About this task
In the data below, find the line that contains "a pebble run." and the line that contains "impl From<RuntimeError> for". Copy both, plus every line between them, exactly.

Entries shown
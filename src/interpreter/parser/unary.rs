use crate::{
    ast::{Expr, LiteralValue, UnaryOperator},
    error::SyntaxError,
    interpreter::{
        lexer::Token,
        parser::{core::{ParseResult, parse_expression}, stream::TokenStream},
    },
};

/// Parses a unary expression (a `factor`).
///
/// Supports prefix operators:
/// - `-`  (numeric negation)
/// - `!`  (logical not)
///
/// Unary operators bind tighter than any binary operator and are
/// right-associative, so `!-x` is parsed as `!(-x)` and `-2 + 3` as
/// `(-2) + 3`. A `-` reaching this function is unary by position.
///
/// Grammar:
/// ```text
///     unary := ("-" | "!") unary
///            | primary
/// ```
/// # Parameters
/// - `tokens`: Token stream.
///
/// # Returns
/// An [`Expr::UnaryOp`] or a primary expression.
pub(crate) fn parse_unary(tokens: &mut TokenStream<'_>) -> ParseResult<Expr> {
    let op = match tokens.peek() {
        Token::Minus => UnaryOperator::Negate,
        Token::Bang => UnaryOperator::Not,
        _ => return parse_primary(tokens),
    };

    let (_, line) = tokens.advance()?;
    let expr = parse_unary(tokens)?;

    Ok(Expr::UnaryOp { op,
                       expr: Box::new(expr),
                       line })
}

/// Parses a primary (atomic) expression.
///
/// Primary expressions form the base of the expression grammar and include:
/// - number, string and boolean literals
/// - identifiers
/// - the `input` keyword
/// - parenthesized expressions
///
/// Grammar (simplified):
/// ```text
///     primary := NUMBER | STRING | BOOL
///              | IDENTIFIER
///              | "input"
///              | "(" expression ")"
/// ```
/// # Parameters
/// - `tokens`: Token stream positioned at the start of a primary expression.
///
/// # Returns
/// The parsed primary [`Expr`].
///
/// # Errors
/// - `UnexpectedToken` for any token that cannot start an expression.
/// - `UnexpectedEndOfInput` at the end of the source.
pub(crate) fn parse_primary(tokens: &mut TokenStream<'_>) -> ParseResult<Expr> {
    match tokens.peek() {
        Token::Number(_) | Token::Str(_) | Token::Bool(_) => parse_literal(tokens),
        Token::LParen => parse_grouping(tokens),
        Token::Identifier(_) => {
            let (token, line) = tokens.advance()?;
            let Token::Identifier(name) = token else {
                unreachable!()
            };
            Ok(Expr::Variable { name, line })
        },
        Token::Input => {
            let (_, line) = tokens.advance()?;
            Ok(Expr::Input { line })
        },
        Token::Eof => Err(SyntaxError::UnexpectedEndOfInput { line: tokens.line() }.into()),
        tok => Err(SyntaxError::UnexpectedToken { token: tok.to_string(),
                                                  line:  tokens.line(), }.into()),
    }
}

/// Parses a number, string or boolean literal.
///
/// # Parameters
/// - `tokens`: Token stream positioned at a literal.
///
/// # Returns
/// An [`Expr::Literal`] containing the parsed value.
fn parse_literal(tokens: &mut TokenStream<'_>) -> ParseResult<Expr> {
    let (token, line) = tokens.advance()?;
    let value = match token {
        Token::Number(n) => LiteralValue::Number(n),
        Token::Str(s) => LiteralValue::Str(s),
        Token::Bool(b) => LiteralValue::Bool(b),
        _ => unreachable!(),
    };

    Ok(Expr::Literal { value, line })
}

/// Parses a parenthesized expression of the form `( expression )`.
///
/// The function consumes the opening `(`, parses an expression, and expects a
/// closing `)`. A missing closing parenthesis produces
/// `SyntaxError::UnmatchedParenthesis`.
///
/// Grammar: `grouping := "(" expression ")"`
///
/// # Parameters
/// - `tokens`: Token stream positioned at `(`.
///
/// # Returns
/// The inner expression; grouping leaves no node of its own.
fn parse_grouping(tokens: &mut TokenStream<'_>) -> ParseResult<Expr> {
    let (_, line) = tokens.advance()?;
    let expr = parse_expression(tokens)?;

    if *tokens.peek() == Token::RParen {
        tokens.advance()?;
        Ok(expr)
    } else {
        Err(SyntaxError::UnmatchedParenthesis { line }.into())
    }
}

...

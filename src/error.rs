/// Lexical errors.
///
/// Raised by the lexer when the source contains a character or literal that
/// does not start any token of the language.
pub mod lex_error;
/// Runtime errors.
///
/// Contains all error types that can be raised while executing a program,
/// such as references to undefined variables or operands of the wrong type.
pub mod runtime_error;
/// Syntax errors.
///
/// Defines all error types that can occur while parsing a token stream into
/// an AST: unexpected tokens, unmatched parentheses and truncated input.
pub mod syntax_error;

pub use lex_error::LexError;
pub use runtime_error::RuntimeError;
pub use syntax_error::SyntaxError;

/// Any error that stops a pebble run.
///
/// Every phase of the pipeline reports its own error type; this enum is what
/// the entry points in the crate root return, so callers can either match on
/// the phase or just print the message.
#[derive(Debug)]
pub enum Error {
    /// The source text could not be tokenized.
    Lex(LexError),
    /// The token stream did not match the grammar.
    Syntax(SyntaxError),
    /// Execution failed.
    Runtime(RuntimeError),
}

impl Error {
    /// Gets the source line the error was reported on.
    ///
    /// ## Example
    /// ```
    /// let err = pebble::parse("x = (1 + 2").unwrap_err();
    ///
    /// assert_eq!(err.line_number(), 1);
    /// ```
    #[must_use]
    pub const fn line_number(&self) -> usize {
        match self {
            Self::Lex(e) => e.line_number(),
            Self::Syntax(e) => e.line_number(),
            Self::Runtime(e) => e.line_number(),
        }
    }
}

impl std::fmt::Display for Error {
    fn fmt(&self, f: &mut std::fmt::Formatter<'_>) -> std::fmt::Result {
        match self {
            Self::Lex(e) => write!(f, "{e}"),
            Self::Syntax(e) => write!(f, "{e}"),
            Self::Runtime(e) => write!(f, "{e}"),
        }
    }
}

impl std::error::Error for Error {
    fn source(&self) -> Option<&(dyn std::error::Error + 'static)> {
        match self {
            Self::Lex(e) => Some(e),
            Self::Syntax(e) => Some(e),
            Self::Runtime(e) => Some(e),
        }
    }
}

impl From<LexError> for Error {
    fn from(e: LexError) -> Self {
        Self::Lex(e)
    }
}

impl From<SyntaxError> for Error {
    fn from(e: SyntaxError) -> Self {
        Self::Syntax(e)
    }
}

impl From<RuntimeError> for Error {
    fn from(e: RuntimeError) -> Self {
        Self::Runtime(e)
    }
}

==

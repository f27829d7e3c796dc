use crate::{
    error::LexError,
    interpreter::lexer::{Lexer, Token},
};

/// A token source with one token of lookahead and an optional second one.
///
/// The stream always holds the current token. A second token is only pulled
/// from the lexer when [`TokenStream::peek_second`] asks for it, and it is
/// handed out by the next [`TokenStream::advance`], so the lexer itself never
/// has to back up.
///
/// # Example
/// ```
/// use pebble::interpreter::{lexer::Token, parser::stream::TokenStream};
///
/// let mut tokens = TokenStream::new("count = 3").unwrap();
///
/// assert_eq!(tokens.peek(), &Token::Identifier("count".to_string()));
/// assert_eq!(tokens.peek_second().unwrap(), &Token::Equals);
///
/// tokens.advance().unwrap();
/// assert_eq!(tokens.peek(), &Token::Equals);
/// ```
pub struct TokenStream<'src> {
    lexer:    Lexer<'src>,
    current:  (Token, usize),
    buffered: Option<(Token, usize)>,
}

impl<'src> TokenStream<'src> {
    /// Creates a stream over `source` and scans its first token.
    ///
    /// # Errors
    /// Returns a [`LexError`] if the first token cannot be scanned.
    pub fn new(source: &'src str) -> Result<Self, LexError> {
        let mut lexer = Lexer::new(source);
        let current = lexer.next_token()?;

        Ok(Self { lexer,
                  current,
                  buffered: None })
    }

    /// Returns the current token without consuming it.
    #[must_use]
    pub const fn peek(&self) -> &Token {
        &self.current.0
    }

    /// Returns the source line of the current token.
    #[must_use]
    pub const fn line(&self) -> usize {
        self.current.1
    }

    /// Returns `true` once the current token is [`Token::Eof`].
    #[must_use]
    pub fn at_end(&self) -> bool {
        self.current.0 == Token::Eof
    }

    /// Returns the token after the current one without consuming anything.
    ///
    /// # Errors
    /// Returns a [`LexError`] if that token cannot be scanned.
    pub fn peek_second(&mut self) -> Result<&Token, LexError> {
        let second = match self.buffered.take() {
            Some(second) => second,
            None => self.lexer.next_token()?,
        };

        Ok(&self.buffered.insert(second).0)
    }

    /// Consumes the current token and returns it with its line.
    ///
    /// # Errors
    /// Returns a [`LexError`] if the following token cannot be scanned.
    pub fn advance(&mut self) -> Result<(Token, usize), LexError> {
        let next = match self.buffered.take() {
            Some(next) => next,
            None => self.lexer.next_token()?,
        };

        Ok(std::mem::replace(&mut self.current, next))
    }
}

Answer to this task
/// Any error that stops a pebble run.
///
/// Every phase of the pipeline reports its own error type; this enum is what
/// the entry points in the crate root return, so callers can either match on
/// the phase or just print the message.
#[derive(Debug)]
pub enum Error {
    /// The source text could not be tokenized.
    Lex(LexError),
    /// The token stream did not match the grammar.
    Syntax(SyntaxError),
    /// Execution failed.
    Runtime(RuntimeError),
}

impl Error {
    /// Gets the source line the error was reported on.
    ///
    /// ## Example
    /// ```
    /// let err = pebble::parse("x = (1 + 2").unwrap_err();
    ///
    /// assert_eq!(err.line_number(), 1);
    /// ```
    #[must_use]
    pub const fn line_number(&self) -> usize {
        match self {
            Self::Lex(e) => e.line_number(),
            Self::Syntax(e) => e.line_number(),
            Self::Runtime(e) => e.line_number(),
        }
    }
}

impl std::fmt::Display for Error {
    fn fmt(&self, f: &mut std::fmt::Formatter<'_>) -> std::fmt::Result {
        match self {
            Self::Lex(e) => write!(f, "{e}"),
            Self::Syntax(e) => write!(f, "{e}"),
            Self::Runtime(e) => write!(f, "{e}"),
        }
    }
}

impl std::error::Error for Error {
    fn source(&self) -> Option<&(dyn std::error::Error + 'static)> {
        match self {
            Self::Lex(e) => Some(e),
            Self::Syntax(e) => Some(e),
            Self::Runtime(e) => Some(e),
        }
    }
}

impl From<LexError> for Error {
    fn from(e: LexError) -> Self {
        Self::Lex(e)
    }
}

impl From<SyntaxError> for Error {
    fn from(e: SyntaxError) -> Self {
        Self::Syntax(e)
    }
}

impl From<RuntimeError> for Error {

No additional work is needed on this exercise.